Baker Boys literally represents the metaphor of Desserts!
One associates it with trauma. One associates it with the meaning of life. One associates it with hope. For one, it is the past (Punn) and something which brings him extreme mental unease. For one, it is the present (Weir) that gives him confidence and makes his life meaning. For one it is the future (Krathing) because apart from that, he knows nothing.
Based on the manga Antique Bakery by Fumi Yoshinaga, Baker Boys is the Thai adaptation of the manga. The manga has had several adaptations with the most famous one being the Korean adaptation with the same name. We can say that it has a multitude of veteran fans waiting to see what the Thai take on the Antique Bakery is. The two episodes which are out now, give a promising start to this series.
People associate things with their memories. Now, these memories can be good or bad and when we see those things again it can trigger those painful remembrances. It can either bring a smile onto our faces or make us relive the trauma. This is what is happening with Punn. Played by actor Lee Thanat, he is the bakery owner. From what it seems; every time he sees any dessert, he associates it with past trauma. Then the biggest question here is, why would he open a bakery? Maybe it is his way of getting over the trauma, by finally facing his fears. But it sort of feels like history is repeating itself.

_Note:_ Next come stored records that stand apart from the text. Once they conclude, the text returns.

#[cfg(test)]
mod tests {
    use super::*;
    use crate::block::{BlockKind, PayloadEncoding};
    use crate::manager::{BlockManager, ManagerOptions, Mode};
    use tempfile::NamedTempFile;

    fn sample(id: i64, payload: &[u8]) -> Block {
        Block::new(BlockKind::Metadata, 0, PayloadEncoding::RawBytes, 1000, id, payload.to_vec())
    }

    #[test]
    fn chain_grows_and_tip_changes() {
        let chain = HashChain::new();
        let genesis_tip = chain.tip();
        chain.append(&sample(1, b"a")).unwrap();
        assert_ne!(chain.tip(), genesis_tip);
        assert_eq!(chain.len(), 1);
    }

    #[test]
    fn verify_entire_chain_is_intact_after_normal_appends() {
        let tmp = NamedTempFile::new().unwrap();
        let mgr = BlockManager::open(tmp.path(), Mode::Writable, ManagerOptions { create_if_missing: true }).unwrap();
        let chain = HashChain::new();
        for i in 0..10 {
            let b = sample(i, format!("payload-{i}").as_bytes());
            mgr.write_block(&b, None).unwrap();
            chain.append(&b).unwrap();
        }
        let report = chain.verify_entire_chain(&mgr, None);
        assert!(report.is_intact());
        assert_eq!(report.total_blocks, 10);
        assert_eq!(report.valid_blocks, 10);
    }

    #[test]
    fn tampering_with_a_block_is_detected_by_verify_block() {
        let tmp = NamedTempFile::new().unwrap();
        let path = tmp.path().to_path_buf();
        let mgr = BlockManager::open(&path, Mode::Writable, ManagerOptions { create_if_missing: true }).unwrap();
        let original = sample(1, b"hello");
        mgr.write_block(&original, None).unwrap();
        let chain = HashChain::new();
        chain.append(&original).unwrap();

        let mut tampered = original.clone();
        tampered.payload = b"hellp".to_vec();
        mgr.write_block(&tampered, None).unwrap();

        let report = chain.verify_block(1, &mgr, None).unwrap();
        assert!(!report.matches);
    }

    #[test]
    fn tampering_the_recorded_chain_hash_is_caught_by_full_verification() {
        let tmp = NamedTempFile::new().unwrap();
        let mgr = BlockManager::open(tmp.path(), Mode::Writable, ManagerOptions { create_if_missing: true }).unwrap();
        let chain = HashChain::new();
        for (id, payload) in [(1, b"a" as &[u8]), (2, b"b"), (3, b"c")] {
            let b = sample(id, payload);
            mgr.write_block(&b, None).unwrap();
            chain.append(&b).unwrap();
        }
        {
            let mut state = chain.state.lock().unwrap();
            state.entries[1].chain_hash[0] ^= 0xFF;
        }
        let report = chain.verify_entire_chain(&mgr, None);
        assert!(!report.is_intact());
        assert_eq!(report.valid_blocks, 1);
    }

    #[test]
    fn existence_proof_verifies_against_merkle_root() {
        let chain = HashChain::new();
        for i in 0..7 {
            chain.append(&sample(i, format!("p{i}").as_bytes())).unwrap();
        }
        for i in 0..7 {
            let proof = chain.generate_existence_proof(i).unwrap();
            assert_eq!(proof.merkle_root, chain.merkle_root());
            assert!(verify_proof(&proof));
        }
    }

    #[test]
    fn proof_for_tampered_hash_fails_verification() {
        let chain = HashChain::new();
        for i in 0..4 {
            chain.append(&sample(i, format!("p{i}").as_bytes())).unwrap();
        }
        let mut proof = chain.generate_existence_proof(2).unwrap();
        proof.block_hash[0] ^= 0xFF;
        assert!(!verify_proof(&proof));
    }

    #[test]
    fn to_hex_is_stable_and_lowercase() {
        let h = sha256(b"fixed input");
        let rendered = to_hex(&h);
        assert_eq!(rendered.len(), 64);
        assert_eq!(rendered, rendered.to_lowercase());
    }

    #[test]
    fn rebuild_from_manager_reproduces_same_chain() {
        let tmp = NamedTempFile::new().unwrap();
        let mgr = BlockManager::open(tmp.path(), Mode::Writable, ManagerOptions { create_if_missing: true }).unwrap();
        let direct = HashChain::new();
        for i in 0..5 {
            let b = sample(i, format!("p{i}").as_bytes());
            mgr.write_block(&b, None).unwrap();
            direct.append(&b).unwrap();
        }
        let rebuilt = HashChain::rebuild_from_manager(&mgr).unwrap();
        assert_eq!(rebuilt.tip(), direct.tip());
        assert_eq!(rebuilt.merkle_root(), direct.merkle_root());
    }

    #[test]
    fn append_and_persist_writes_a_hash_chain_kind_block() {
        let tmp = NamedTempFile::new().unwrap();
        let mgr = BlockManager::open(tmp.path(), Mode::Writable, ManagerOptions { create_if_missing: true }).unwrap();
        let chain = HashChain::new();
        let b = sample(1, b"content");
        mgr.write_block(&b, None).unwrap();
        let entry = chain.append_and_persist(&mgr, &b, None).unwrap();

        let persisted = HashChain::load_persisted_entries(&mgr).unwrap();
        assert_eq!(persisted.len(), 1);
        assert_eq!(persisted[0].block_id, entry.block_id);
        assert_eq!(persisted[0].block_hash, entry.block_hash);
        assert_eq!(persisted[0].chain_hash, entry.chain_hash);
        assert_eq!(persisted[0].previous_block_id, None);
    }

    #[test]
    fn rebuild_from_manager_skips_persisted_hash_chain_blocks() {
        let tmp = NamedTempFile::new().unwrap();
        let path = tmp.path().to_path_buf();
        let expected_tip;
        {
            let mgr = BlockManager::open(&path, Mode::Writable, ManagerOptions { create_if_missing: true }).unwrap();
            let chain = HashChain::new();
            for i in 0..4 {
                let b = sample(i, format!("p{i}").as_bytes());
                mgr.write_block(&b, None).unwrap();
                chain.append_and_persist(&mgr, &b, None).unwrap();
            }
            expected_tip = chain.tip();
            mgr.close().unwrap();
        }
        let mgr = BlockManager::open(&path, Mode::ReadOnly, ManagerOptions::default()).unwrap();
        let rebuilt = HashChain::rebuild_from_manager(&mgr).unwrap();
        assert_eq!(rebuilt.tip(), expected_tip);
        assert_eq!(rebuilt.len(), 4, "only the 4 content blocks should be chained, not their HashChain entries");
    }

    #[test]
    fn second_entry_records_previous_block_id() {
        let tmp = NamedTempFile::new().unwrap();
        let mgr = BlockManager::open(tmp.path(), Mode::Writable, ManagerOptions { create_if_missing: true }).unwrap();
        let chain = HashChain::new();
        let b1 = sample(10, b"first");
        let b2 = sample(20, b"second");
        mgr.write_block(&b1, None).unwrap();
        mgr.write_block(&b2, None).unwrap();
        chain.append_and_persist(&mgr, &b1, None).unwrap();
        let entry2 = chain.append_and_persist(&mgr, &b2, None).unwrap();
        assert_eq!(entry2.previous_block_id, Some(10));
    }
}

Weir is the baker of the shop. He studied in Paris and he knows his desserts. Everything he bakes is lip-smacking to the point that it could bring people to tears. More than that, he is famous for his charming and quite deathly good looks. Played by the actor Singto Prachaya, he is openly gay. He is also called the ‘Gay Conqueror’ by people, because of his charm and skills. He is aware of the effect he has on people and often uses it to ‘conquer’ people. But it looks like he does not have control over his powers because they have landed him in trouble quite a few times; with people fighting over him. Also, in high school, he got his heart broken by Punn. That day he learnt the lesson of ‘never confessing to your crush when they’re holding a cake’ the hard way.
The third main character, Krathing, is an ex-boxer with a sad back story. Played by the actor Pluem Purim, he is diagnosed with a brain disease, which is curable but for safety, he has to quit his boxing career. Apart from boxing, his only passion is desserts. Not making them, but consuming. One day he walks into the cafe, and from there on he realises that it was time for a new dream and runs headfirst into becoming a full-time baker under Weir.
There is a fourth character which is introduced in the second episode, the overly emotional bodyguard Pooh, played by Foei Patara. Not much has been revealed about him though. His character provides a special touch of comic relief.
The pilot episode was what it should have been, making you want to watch it more. It had all the elements needed by a good series. The main characters have good chemistry and their bantering is quite entertaining. The series will also touch many sensitive issues like sexual harassment, murder and kidnapping. It also deals with trauma and PTSD with dessert being the main trigger.
As for dull moments, there are not any. The acting is good. Weir seems more cute than hot and his character is like an adorable kitten rather than a sexy wolf who devours men. But his confidence and the effect he has on other people makes up for it. It looks like he can control and project which effect he wants to, cute or hot. But he has the cutest meow ever! But as for the projection itself, he cannot control when to stop it. He also cannot stop flirting with the Boss. The story revolves around many things with the bakery being at the centre of it all. How is it related to all the missing children, what was Punn’s tragic back story and how is he related to things which are repeating now? There are many questions, which will be answered as the story progresses.
The only con of watching this series is that you will want to eat cake, every damn minute.